I killed Saddam's sons again.
Yeah, honey, you had that dream before.
Well, it's great, ain't it a sweet thing? I told you I'm the most powerful man in the world, right?
Yes dear, you did.
Even better than daddy?
Yes dear.
You think they're gonna hang Saddam soon? What's the hold up?
I don't know, my little Mr. President. Hey, how many times have I said you looked great in that flight suit?
Tell me again.
You looked great in that flight suit, you war hero you.
Yeah, no shit, huh.
(phone rings)
--Who is it, I'm eatin' breakfast.
--Condi? No I don't care about the Syrians, why you botherin' me with this shit?
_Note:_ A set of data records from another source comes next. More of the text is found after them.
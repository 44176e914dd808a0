use crate::config::AppConfig;
use crate::errors::ServiceError;
use metrics::{counter, gauge};
use sea_orm::{ConnectOptions, Database, DatabaseConnection, DatabaseTransaction, TransactionTrait};
use sea_orm_migration::MigratorTrait;
use std::time::Duration;
use tracing::{debug, error, info, warn};

/// Type alias for a database connection pool
pub type DbPool = DatabaseConnection;

/// Configuration for database connection
#[derive(Debug, Clone)]
pub struct DbConfig {
    /// Database connection URL
    pub url: String,
    /// Maximum number of connections
    pub max_connections: u32,
    /// Minimum number of connections
    pub min_connections: u32,
    /// Connection timeout duration
    pub connect_timeout: Duration,
    /// Idle timeout duration
    pub idle_timeout: Duration,
    /// Acquire connection timeout
    pub acquire_timeout: Duration,
    /// Log every statement through sqlx
    pub sqlx_logging: bool,
}

impl Default for DbConfig {
    fn default() -> Self {
        Self {
            url: String::new(),
            max_connections: 10,
            min_connections: 1,
            connect_timeout: Duration::from_secs(30),
            idle_timeout: Duration::from_secs(600),
            acquire_timeout: Duration::from_secs(8),
            sqlx_logging: false,
        }
    }
}

impl From<&AppConfig> for DbConfig {
    fn from(cfg: &AppConfig) -> Self {
        Self {
            url: cfg.database_url.clone(),
            max_connections: cfg.db_max_connections,
            min_connections: cfg.db_min_connections,
            connect_timeout: Duration::from_secs(cfg.db_connect_timeout_secs),
            idle_timeout: Duration::from_secs(cfg.db_idle_timeout_secs),
            acquire_timeout: Duration::from_secs(cfg.db_acquire_timeout_secs),
            sqlx_logging: cfg.log_level.eq_ignore_ascii_case("trace"),
        }
    }
}

/// Establishes a connection pool to the database with custom configuration
pub async fn establish_connection_with_config(config: &DbConfig) -> Result<DbPool, ServiceError> {
    debug!(
        max_connections = config.max_connections,
        "Configuring database connection"
    );

    let mut opt = ConnectOptions::new(config.url.clone());
    opt.max_connections(config.max_connections)
        .min_connections(config.min_connections)
        .connect_timeout(config.connect_timeout)
        .acquire_timeout(config.acquire_timeout)
        .idle_timeout(config.idle_timeout)
        .sqlx_logging(config.sqlx_logging);

    gauge!("shipments_db.max_connections", config.max_connections as f64);

    let db_pool = Database::connect(opt).await.map_err(|e| {
        error!("Database connection establishment failed: {}", e);
        ServiceError::db_error(e)
    })?;

    info!("Database connection pool established successfully");
    Ok(db_pool)
}

/// Establish DB pool using AppConfig tuning
pub async fn establish_connection_from_app_config(cfg: &AppConfig) -> Result<DbPool, ServiceError> {
    let db_cfg: DbConfig = cfg.into();
    establish_connection_with_config(&db_cfg).await
}

/// Runs the embedded migrations
pub async fn run_migrations(pool: &DbPool) -> Result<(), ServiceError> {
    info!("Running database migrations");
    let start = std::time::Instant::now();

    let result = crate::migrator::Migrator::up(pool, None)
        .await
        .map_err(ServiceError::DatabaseError);

    match &result {
        Ok(_) => info!(
            "Database migrations completed successfully in {:?}",
            start.elapsed()
        ),
        Err(e) => error!(
            "Database migrations failed after {:?}: {}",
            start.elapsed(),
            e
        ),
    }
    result
}

/// Checks if the database connection is active
pub async fn check_connection(pool: &DbPool) -> Result<(), ServiceError> {
    let start = std::time::Instant::now();
    let result = pool.ping().await.map_err(ServiceError::db_error);

    match &result {
        Ok(_) => gauge!(
            "shipments_db.connection_latency",
            start.elapsed().as_millis() as f64
        ),
        Err(e) => {
            error!("Database connection check failed: {}", e);
            counter!("shipments_db.connection_failures", 1);
        }
    }
    result
}

/// Opens a transaction on the pool
pub async fn begin(pool: &DbPool) -> Result<DatabaseTransaction, ServiceError> {
    pool.begin().await.map_err(ServiceError::db_error)
}

/// Commits or rolls back depending on the outcome of the unit of work.
/// A failed rollback is logged and the unit-of-work error returned.
pub async fn finish<T>(
    txn: DatabaseTransaction,
    outcome: Result<T, ServiceError>,
) -> Result<T, ServiceError> {
    match outcome {
        Ok(value) => {
            txn.commit().await.map_err(ServiceError::db_error)?;
            Ok(value)
        }
        Err(err) => {
            if let Err(rollback_err) = txn.rollback().await {
                warn!(error = %rollback_err, "transaction rollback failed");
            }
            Err(err)
        }
    }
}
#[derive(Debug, Clone, PartialEq, Serialize, ToSchema)]
pub struct TrackingEventView {
    pub status: String,
    pub timestamp: DateTime<Utc>,
    pub location: Option<String>,
    pub description: Option<String>,
}

impl From<shipment_tracking_event::Model> for TrackingEventView {
    fn from(e: shipment_tracking_event::Model) -> Self {
        Self {
            status: e.status,
            timestamp: e.timestamp,
            location: e.location,
            description: e.description,
        }
    }
}

#[derive(Debug, Clone, PartialEq, Serialize, ToSchema)]
pub struct IssueView {
    pub id: Uuid,
    pub issue_type: String,
    pub description: String,
    pub created_at: DateTime<Utc>,
    pub resolved_at: Option<DateTime<Utc>>,
    pub resolution: Option<String>,
}

impl From<shipment_issue::Model> for IssueView {
    fn from(i: shipment_issue::Model) -> Self {
        Self {
            id: i.id,
            issue_type: i.issue_type,
            description: i.description,
            created_at: i.created_at,
            resolved_at: i.resolved_at,
            resolution: i.resolution,
        }
    }
}

/// Listing row
#[derive(Debug, Clone, PartialEq, Serialize, ToSchema)]
pub struct ShipmentRow {
    #[serde(flatten)]
    pub shipment: ShipmentView,
    pub latest_event: Option<TrackingEventView>,
    pub is_delayed: bool,
    pub has_issues: bool,
}

#[derive(Debug, Clone, PartialEq, Serialize, ToSchema)]
pub struct OrderSummary {
    pub id: Uuid,
    pub status: OrderStatus,
    pub customer_name: String,
    pub customer_email: String,
    pub total_amount: Decimal,
}

#[derive(Debug, Clone, PartialEq, Serialize, ToSchema)]
pub struct ShipmentDetail {
    pub shipment: ShipmentView,
    pub order: Option<OrderSummary>,
    /// Newest first
    pub tracking_history: Vec<TrackingEventView>,
    pub issues: Vec<IssueView>,
    pub is_delayed: bool,
}

#[derive(Debug, Clone, PartialEq, Serialize, ToSchema)]
pub struct ProviderOption {
    pub id: String,
    pub name: String,
}

#[derive(Debug, Clone, Default, PartialEq, Serialize, ToSchema)]
pub struct ValueRange {
    pub min: Option<f64>,
    pub max: Option<f64>,
}

#[derive(Debug, Clone, PartialEq, Serialize, ToSchema)]
#[serde(rename_all = "camelCase")]
pub struct FilterOptions {
    pub statuses: Vec<ShipmentStatus>,
    pub providers: Vec<ProviderOption>,
    pub locations: Vec<String>,
    pub issue_types: Vec<String>,
    pub weight_range: ValueRange,
    pub price_range: ValueRange,
    pub priorities: Vec<String>,
}

/// Read side of the admin console
#[derive(Clone)]
pub struct ShipmentQueryService {
    db: Arc<DbPool>,
    carriers: Arc<CarrierRegistry>,
}

impl ShipmentQueryService {
    pub fn new(db: Arc<DbPool>, carriers: Arc<CarrierRegistry>) -> Self {
        Self { db, carriers }
    }

    /// Lists shipments matching `filters`; returns the page and the total count
    #[instrument(skip(self))]
    pub async fn list_shipments(
        &self,
        filters: &ShipmentFilters,
    ) -> Result<(Vec<ShipmentRow>, u64), ServiceError> {
        let db = &*self.db;
        let now = Utc::now();

        let paginator = shipment::Entity::find()
            .filter(filters.condition(now))
            .order_by(
                SortField::from_param(filters.sort_by.as_deref()).column(),
                sort_order(filters.sort_order.as_deref()),
            )
            .order_by_asc(shipment::Column::Id)
            .paginate(db, filters.limit());

        let total = paginator.num_items().await.map_err(ServiceError::db_error)?;
        let shipments = paginator
            .fetch_page(filters.page() - 1)
            .await
            .map_err(ServiceError::db_error)?;

        if shipments.is_empty() {
            return Ok((vec![], total));
        }

        let ids: Vec<Uuid> = shipments.iter().map(|s| s.id).collect();

        let mut latest: HashMap<Uuid, TrackingEventView> = HashMap::new();
        for event in shipment_tracking_event::Entity::find()
            .filter(shipment_tracking_event::Column::ShipmentId.is_in(ids.clone()))
            .order_by_desc(shipment_tracking_event::Column::Timestamp)
            .all(db)
            .await
            .map_err(ServiceError::db_error)?
        {
            latest.entry(event.shipment_id).or_insert_with(|| event.into());
        }

        let with_issues: HashSet<Uuid> = shipment_issue::Entity::find()
            .select_only()
            .column(shipment_issue::Column::ShipmentId)
            .filter(shipment_issue::Column::ResolvedAt.is_null())
            .filter(shipment_issue::Column::ShipmentId.is_in(ids))
            .into_tuple::<Uuid>()
            .all(db)
            .await
            .map_err(ServiceError::db_error)?
            .into_iter()
            .collect();

        let rows = shipments
            .into_iter()
            .map(|s| ShipmentRow {
                is_delayed: s.is_delayed_at(now),
                has_issues: with_issues.contains(&s.id),
                latest_event: latest.remove(&s.id),
                shipment: s.into(),
            })
            .collect();
        Ok((rows, total))
    }

    #[instrument(skip(self))]
    pub async fn get_shipment(&self, shipment_id: Uuid) -> Result<ShipmentDetail, ServiceError> {
        let db = &*self.db;
        let shipment = shipment::Entity::find_by_id(shipment_id)
            .one(db)
            .await
            .map_err(ServiceError::db_error)?
            .ok_or_else(|| ServiceError::NotFound("Shipment not found".to_string()))?;

        let order = order::Entity::find_by_id(shipment.order_id)
            .one(db)
            .await
            .map_err(ServiceError::db_error)?
            .map(|o| OrderSummary {
                id: o.id,
                status: o.status,
                customer_name: o.customer_name,
                customer_email: o.customer_email,
                total_amount: o.total_amount,
            });

        let tracking_history = shipment_tracking_event::Entity::find()
            .filter(shipment_tracking_event::Column::ShipmentId.eq(shipment_id))
            .order_by_desc(shipment_tracking_event::Column::Timestamp)
            .all(db)
            .await
            .map_err(ServiceError::db_error)?
            .into_iter()
            .map(Into::into)
            .collect();

        let issues = shipment_issue::Entity::find()
            .filter(shipment_issue::Column::ShipmentId.eq(shipment_id))
            .order_by_desc(shipment_issue::Column::CreatedAt)
            .all(db)
            .await
            .map_err(ServiceError::db_error)?
            .into_iter()
            .map(Into::into)
            .collect();

        Ok(ShipmentDetail {
            is_delayed: shipment.is_delayed_at(Utc::now()),
            shipment: shipment.into(),
            order,
            tracking_history,
            issues,
        })
    }

    pub async fn filter_options(&self) -> Result<FilterOptions, ServiceError> {
        let db = &*self.db;

        let mut statuses: Vec<ShipmentStatus> = shipment::Entity::find()
            .select_only()
            .column(shipment::Column::Status)
            .distinct()
            .into_tuple()
            .all(db)
            .await
            .map_err(ServiceError::db_error)?;
        statuses.sort_by_key(|s| s.to_string());

        let locations: Vec<String> = shipment_tracking_event::Entity::find()
            .select_only()
            .column(shipment_tracking_event::Column::Location)
            .filter(shipment_tracking_event::Column::Location.is_not_null())
            .distinct()
            .order_by_asc(shipment_tracking_event::Column::Location)
            .into_tuple()
            .all(db)
            .await
            .map_err(ServiceError::db_error)?;

        let issue_types: Vec<String> = shipment_issue::Entity::find()
            .select_only()
            .column(shipment_issue::Column::IssueType)
            .distinct()
            .order_by_asc(shipment_issue::Column::IssueType)
            .into_tuple()
            .all(db)
            .await
            .map_err(ServiceError::db_error)?;

        let weight_range = self.range(shipment::Column::Weight).await?;
        let price_range = self.range(shipment::Column::ShippingCost).await?;

        let providers = self
            .carriers
            .codes()
            .into_iter()
            .map(|code| ProviderOption {
                id: code.to_string(),
                name: code.display_name().to_string(),
            })
            .collect();

        Ok(FilterOptions {
            statuses,
            providers,
            locations,
            issue_types,
            weight_range,
            price_range,
            priorities: PRIORITIES.iter().map(|p| p.to_string()).collect(),
        })
    }

    async fn range(&self, column: shipment::Column) -> Result<ValueRange, ServiceError> {
        let bounds = shipment::Entity::find()
            .select_only()
            .column_as(column.min(), "min")
            .column_as(column.max(), "max")
            .into_tuple::<(Option<f64>, Option<f64>)>()
            .one(&*self.db)
            .await
            .map_err(ServiceError::db_error)?;
        Ok(bounds
            .map(|(min, max)| ValueRange { min, max })
            .unwrap_or_default())
    }
}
--Condola, any word on hangin' that fool yet?
--Well just make sure it happens soon. I need somethin' to lighten up my mood.
(hangs up)
Laura, you ever think about the troops?
No.
Me neither. Why you think Condola's botherin' me about that? She knows better, and she don't care either.
Don't worry, hun. Only the trash have to go. I think it's fun that you can order the troops around.
Me too. Hey, whaddya know, I'll give you a cool birthday present.
What's that?
You got anyone left in your life, some kinda enemy or someone from high school that you still hate? I'll send em to Syria or Egypt, and that'll be that.
No, George, you're not serious.
Sure honey, lemme show ya. Who do you hate?
Well, there was this guy after college that told me I'd be a fool to marry you...
Get out. Wow. Gimme the name.
George, I love you.
Me too, luvdove. Ain't presidentin' fun?